REQUIRED ACTION:
Write the listing below again, word for word.
┏━━
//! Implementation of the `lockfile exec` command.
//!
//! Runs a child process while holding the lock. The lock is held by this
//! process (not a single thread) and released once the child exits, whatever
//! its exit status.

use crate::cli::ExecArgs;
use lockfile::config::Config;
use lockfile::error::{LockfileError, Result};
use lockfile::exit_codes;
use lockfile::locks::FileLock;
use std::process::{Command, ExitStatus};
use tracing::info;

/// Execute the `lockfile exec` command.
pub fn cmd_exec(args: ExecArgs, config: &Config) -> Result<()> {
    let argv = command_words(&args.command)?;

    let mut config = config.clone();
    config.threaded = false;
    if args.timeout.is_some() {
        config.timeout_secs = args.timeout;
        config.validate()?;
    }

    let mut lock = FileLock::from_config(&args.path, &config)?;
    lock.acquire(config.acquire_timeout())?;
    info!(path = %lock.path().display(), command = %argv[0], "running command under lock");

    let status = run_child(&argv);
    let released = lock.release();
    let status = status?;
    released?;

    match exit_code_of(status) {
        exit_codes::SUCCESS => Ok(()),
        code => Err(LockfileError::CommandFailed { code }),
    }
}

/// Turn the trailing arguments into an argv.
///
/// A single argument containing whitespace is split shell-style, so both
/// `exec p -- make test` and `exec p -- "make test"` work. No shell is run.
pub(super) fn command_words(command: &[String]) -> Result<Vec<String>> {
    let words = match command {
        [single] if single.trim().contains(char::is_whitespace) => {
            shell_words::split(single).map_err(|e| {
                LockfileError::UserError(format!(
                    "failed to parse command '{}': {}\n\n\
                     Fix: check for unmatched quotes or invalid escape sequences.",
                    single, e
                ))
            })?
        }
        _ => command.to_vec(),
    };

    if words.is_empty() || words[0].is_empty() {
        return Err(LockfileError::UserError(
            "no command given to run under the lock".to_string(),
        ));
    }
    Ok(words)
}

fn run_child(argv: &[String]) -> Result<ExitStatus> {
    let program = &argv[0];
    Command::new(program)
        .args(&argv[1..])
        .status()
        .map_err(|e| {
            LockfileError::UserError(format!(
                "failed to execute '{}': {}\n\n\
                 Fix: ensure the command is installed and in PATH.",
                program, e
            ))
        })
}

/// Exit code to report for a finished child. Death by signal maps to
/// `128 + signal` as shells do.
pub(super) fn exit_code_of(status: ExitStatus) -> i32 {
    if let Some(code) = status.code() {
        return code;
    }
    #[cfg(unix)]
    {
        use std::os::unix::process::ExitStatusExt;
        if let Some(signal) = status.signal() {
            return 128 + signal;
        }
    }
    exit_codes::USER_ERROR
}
┗━━
SOLVED EXERCISE:
//! Implementation of the `lockfile exec` command.
//!
//! Runs a child process while holding the lock. The lock is held by this
//! process (not a single thread) and released once the child exits, whatever
//! its exit status.

use crate::cli::ExecArgs;
use lockfile::config::Config;
use lockfile::error::{LockfileError, Result};
use lockfile::exit_codes;
use lockfile::locks::FileLock;
use std::process::{Command, ExitStatus};
use tracing::info;

/// Execute the `lockfile exec` command.
pub fn cmd_exec(args: ExecArgs, config: &Config) -> Result<()> {
    let argv = command_words(&args.command)?;

    let mut config = config.clone();
    config.threaded = false;
    if args.timeout.is_some() {
        config.timeout_secs = args.timeout;
        config.validate()?;
    }

    let mut lock = FileLock::from_config(&args.path, &config)?;
    lock.acquire(config.acquire_timeout())?;
    info!(path = %lock.path().display(), command = %argv[0], "running command under lock");

    let status = run_child(&argv);
    let released = lock.release();
    let status = status?;
    released?;

    match exit_code_of(status) {
        exit_codes::SUCCESS => Ok(()),
        code => Err(LockfileError::CommandFailed { code }),
    }
}

/// Turn the trailing arguments into an argv.
///
/// A single argument containing whitespace is split shell-style, so both
/// `exec p -- make test` and `exec p -- "make test"` work. No shell is run.
pub(super) fn command_words(command: &[String]) -> Result<Vec<String>> {
    let words = match command {
        [single] if single.trim().contains(char::is_whitespace) => {
            shell_words::split(single).map_err(|e| {
                LockfileError::UserError(format!(
                    "failed to parse command '{}': {}\n\n\
                     Fix: check for unmatched quotes or invalid escape sequences.",
                    single, e
                ))
            })?
        }
        _ => command.to_vec(),
    };

    if words.is_empty() || words[0].is_empty() {
        return Err(LockfileError::UserError(
            "no command given to run under the lock".to_string(),
        ));
    }
    Ok(words)
}

fn run_child(argv: &[String]) -> Result<ExitStatus> {
    let program = &argv[0];
    Command::new(program)
        .args(&argv[1..])
        .status()
        .map_err(|e| {
            LockfileError::UserError(format!(
                "failed to execute '{}': {}\n\n\
                 Fix: ensure the command is installed and in PATH.",
                program, e
            ))
        })
}

/// Exit code to report for a finished child. Death by signal maps to
/// `128 + signal` as shells do.
pub(super) fn exit_code_of(status: ExitStatus) -> i32 {
    if let Some(code) = status.code() {
        return code;
    }
    #[cfg(unix)]
    {
        use std::os::unix::process::ExitStatusExt;
        if let Some(signal) = status.signal() {
            return 128 + signal;
        }
    }
    exit_codes::USER_ERROR
}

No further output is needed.